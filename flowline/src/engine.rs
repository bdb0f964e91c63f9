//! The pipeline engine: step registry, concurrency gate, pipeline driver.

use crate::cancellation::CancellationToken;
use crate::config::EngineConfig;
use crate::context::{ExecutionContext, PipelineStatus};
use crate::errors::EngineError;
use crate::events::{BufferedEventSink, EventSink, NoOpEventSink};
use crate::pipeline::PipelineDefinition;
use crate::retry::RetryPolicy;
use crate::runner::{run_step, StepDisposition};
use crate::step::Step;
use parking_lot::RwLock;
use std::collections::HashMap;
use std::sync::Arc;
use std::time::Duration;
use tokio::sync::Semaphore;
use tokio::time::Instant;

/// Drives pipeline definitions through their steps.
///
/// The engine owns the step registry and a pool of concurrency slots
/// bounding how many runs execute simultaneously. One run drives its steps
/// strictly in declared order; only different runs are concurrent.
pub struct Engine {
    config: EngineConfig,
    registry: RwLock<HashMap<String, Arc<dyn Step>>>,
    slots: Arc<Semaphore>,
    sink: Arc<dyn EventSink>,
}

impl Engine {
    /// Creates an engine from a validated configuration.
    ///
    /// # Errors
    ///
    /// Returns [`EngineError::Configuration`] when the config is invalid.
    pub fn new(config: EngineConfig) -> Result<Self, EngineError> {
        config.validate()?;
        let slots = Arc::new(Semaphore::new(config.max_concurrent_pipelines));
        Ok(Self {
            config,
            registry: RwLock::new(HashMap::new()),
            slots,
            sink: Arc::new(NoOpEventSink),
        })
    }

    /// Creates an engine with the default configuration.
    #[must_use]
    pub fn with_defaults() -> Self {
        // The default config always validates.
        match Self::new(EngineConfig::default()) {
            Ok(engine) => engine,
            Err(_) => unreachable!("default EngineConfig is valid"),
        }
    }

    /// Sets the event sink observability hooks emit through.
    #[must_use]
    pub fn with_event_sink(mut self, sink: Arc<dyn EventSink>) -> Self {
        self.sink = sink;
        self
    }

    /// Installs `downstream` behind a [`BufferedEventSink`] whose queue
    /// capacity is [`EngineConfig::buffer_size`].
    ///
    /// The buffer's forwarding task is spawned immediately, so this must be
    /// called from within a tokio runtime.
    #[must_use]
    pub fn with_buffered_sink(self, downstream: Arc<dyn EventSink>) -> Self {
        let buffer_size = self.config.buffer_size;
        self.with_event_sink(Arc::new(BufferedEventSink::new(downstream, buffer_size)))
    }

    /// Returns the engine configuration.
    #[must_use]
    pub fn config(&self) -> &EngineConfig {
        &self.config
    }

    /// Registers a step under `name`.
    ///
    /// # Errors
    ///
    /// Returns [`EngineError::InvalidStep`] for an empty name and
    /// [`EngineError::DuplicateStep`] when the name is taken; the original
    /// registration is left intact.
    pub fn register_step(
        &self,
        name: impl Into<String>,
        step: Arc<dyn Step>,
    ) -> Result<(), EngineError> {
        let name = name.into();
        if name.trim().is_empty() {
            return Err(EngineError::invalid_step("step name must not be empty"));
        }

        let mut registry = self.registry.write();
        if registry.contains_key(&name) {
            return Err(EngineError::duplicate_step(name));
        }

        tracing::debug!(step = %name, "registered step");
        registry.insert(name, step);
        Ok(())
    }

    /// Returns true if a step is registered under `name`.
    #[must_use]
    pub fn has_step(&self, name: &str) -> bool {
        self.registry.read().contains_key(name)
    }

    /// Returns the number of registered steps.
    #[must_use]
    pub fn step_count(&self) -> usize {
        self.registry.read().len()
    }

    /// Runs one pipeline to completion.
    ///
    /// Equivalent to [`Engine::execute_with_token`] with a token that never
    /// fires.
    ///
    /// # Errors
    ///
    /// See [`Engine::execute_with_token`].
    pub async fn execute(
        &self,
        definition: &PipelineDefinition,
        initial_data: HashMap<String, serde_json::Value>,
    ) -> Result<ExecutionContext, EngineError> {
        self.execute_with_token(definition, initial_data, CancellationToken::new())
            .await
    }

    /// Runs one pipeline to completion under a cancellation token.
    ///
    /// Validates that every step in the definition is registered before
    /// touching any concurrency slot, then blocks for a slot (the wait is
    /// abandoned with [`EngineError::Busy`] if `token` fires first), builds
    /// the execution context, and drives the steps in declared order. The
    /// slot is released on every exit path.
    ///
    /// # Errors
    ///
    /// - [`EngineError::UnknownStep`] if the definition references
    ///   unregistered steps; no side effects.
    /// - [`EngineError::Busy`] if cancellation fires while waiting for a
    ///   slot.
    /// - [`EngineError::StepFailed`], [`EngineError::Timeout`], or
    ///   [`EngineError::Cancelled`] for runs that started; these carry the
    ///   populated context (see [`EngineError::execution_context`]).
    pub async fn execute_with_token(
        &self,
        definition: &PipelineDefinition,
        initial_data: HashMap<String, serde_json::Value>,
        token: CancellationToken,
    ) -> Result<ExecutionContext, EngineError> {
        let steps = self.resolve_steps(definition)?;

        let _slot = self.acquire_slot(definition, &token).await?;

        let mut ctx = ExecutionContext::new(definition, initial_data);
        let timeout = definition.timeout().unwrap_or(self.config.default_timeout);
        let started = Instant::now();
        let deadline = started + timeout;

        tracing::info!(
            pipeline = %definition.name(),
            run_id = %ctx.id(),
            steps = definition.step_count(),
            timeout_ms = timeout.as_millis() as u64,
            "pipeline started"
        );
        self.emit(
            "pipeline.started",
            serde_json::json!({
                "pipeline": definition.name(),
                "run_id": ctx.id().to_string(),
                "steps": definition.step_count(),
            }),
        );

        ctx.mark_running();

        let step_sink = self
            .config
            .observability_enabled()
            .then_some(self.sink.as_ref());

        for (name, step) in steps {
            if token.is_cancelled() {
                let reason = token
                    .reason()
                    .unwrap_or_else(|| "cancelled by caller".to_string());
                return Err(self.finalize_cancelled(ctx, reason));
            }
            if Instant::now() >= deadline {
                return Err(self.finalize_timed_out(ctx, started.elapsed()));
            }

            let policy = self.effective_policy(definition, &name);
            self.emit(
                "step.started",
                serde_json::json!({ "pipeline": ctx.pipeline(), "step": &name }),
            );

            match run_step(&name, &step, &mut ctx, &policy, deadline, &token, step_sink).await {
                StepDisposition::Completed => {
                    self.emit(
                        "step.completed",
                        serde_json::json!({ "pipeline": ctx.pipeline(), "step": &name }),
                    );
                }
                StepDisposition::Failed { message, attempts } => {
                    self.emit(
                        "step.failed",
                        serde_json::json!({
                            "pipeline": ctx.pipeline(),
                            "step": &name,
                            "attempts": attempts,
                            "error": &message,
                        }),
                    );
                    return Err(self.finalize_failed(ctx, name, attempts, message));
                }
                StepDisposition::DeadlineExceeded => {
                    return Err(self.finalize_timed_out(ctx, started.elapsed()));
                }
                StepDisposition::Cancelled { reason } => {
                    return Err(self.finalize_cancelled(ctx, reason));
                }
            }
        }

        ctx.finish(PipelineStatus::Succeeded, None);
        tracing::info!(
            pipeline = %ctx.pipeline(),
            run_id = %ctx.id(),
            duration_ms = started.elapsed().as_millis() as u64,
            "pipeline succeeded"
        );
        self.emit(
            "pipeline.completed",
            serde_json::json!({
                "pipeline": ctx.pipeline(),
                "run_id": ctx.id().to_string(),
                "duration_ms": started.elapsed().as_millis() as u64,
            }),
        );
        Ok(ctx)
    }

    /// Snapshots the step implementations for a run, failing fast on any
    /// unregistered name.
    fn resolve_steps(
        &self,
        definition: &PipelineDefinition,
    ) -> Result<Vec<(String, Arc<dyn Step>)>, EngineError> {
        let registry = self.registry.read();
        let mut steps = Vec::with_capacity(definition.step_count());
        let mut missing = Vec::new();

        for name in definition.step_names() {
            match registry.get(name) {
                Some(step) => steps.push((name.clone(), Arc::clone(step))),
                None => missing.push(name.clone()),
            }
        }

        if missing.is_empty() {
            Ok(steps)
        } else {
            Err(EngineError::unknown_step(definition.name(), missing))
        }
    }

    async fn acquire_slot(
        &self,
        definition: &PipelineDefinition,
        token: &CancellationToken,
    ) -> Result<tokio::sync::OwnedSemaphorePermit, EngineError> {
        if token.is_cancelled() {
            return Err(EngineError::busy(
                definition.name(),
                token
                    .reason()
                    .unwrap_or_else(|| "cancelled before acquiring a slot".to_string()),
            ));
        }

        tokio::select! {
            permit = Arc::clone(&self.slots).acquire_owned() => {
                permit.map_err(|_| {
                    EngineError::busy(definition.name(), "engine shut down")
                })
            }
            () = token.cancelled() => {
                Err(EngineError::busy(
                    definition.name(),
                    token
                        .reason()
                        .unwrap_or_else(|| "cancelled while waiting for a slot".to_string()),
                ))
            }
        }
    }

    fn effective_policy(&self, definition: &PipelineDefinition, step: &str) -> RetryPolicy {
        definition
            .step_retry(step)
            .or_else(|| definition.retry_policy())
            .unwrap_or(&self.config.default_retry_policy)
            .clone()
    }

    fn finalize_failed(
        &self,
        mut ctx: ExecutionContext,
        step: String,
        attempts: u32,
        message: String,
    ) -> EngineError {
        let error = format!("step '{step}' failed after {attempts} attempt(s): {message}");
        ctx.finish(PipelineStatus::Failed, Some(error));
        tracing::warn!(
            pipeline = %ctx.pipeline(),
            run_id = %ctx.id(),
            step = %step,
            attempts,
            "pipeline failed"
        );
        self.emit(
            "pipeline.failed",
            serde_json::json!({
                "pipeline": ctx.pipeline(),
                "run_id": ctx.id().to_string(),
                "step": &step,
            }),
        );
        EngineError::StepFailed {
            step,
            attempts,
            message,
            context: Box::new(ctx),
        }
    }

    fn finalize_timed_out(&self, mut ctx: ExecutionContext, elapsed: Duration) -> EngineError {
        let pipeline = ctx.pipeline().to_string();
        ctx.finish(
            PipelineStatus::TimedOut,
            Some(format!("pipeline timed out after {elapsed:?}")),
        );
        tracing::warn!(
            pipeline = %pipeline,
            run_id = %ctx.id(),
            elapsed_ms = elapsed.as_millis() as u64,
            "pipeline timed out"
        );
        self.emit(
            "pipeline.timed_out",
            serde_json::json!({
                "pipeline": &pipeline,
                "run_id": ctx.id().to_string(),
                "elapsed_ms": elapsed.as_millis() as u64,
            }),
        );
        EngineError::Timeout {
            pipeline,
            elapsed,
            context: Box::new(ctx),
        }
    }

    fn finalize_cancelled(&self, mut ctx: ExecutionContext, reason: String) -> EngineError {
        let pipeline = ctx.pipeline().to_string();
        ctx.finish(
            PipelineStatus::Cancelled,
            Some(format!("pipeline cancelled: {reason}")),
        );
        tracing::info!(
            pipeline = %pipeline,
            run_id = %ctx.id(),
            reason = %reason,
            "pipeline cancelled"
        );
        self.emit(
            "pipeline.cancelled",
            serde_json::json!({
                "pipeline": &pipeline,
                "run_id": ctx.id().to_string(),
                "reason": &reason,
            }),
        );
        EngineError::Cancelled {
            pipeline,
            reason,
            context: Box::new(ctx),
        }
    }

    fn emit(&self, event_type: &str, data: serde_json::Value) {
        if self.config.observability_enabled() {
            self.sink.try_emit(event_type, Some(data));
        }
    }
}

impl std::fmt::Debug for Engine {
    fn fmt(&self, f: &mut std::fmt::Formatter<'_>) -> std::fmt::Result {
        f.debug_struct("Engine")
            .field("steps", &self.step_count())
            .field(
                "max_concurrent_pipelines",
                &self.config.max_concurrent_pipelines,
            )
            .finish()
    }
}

...

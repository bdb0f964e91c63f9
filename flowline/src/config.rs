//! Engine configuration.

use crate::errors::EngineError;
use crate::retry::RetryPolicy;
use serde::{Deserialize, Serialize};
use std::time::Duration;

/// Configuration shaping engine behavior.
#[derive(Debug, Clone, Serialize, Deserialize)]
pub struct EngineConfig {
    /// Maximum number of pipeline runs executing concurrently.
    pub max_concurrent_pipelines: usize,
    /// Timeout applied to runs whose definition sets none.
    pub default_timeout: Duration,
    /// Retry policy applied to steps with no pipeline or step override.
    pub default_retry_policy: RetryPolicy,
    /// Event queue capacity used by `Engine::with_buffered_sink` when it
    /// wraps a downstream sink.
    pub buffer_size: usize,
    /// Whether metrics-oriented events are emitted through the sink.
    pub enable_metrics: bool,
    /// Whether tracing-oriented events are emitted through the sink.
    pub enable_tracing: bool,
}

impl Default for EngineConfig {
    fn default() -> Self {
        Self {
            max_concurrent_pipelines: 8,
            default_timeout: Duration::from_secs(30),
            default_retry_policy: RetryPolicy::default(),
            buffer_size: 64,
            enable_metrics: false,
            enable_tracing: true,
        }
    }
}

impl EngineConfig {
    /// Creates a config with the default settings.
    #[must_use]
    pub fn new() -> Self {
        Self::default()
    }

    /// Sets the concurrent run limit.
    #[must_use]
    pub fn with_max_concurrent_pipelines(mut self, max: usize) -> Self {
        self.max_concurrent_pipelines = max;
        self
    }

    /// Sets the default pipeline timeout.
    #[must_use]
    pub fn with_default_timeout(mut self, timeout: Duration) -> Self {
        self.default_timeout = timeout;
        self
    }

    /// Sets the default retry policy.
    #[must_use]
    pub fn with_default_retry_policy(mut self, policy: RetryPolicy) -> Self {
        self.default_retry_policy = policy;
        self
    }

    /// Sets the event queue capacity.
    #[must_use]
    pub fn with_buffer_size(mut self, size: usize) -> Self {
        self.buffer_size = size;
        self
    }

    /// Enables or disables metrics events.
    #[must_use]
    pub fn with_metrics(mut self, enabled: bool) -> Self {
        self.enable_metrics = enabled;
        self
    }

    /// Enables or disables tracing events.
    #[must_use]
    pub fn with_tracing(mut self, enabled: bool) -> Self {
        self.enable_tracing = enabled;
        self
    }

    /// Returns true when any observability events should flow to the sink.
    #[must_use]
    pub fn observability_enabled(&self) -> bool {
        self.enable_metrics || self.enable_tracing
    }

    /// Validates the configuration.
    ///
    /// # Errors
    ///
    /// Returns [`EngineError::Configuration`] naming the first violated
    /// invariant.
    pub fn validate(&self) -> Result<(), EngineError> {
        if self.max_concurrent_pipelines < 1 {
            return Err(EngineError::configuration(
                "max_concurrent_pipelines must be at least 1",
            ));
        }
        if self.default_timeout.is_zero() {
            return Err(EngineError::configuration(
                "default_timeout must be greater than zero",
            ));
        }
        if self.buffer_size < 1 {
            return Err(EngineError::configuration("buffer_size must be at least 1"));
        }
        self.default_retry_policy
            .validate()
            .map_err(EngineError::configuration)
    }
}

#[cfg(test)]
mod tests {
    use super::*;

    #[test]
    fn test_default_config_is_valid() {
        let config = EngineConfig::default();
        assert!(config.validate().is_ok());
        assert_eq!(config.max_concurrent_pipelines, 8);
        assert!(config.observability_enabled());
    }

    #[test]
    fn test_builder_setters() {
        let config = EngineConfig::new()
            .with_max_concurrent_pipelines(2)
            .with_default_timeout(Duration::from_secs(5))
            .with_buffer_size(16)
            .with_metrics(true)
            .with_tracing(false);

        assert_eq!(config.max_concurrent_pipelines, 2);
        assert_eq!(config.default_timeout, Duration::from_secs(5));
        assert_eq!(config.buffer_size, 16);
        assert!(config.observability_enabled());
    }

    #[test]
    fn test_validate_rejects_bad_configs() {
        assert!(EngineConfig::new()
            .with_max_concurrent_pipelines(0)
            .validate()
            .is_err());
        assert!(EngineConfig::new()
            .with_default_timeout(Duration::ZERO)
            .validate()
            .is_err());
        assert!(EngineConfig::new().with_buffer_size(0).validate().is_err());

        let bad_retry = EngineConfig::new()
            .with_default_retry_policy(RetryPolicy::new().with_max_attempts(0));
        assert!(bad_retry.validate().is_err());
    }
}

» **TASK STATEMENT**
A single figure is required: the number of lines in the data above in which the word "NoOpEventSink" appears.

» **ANSWER BELOW**
2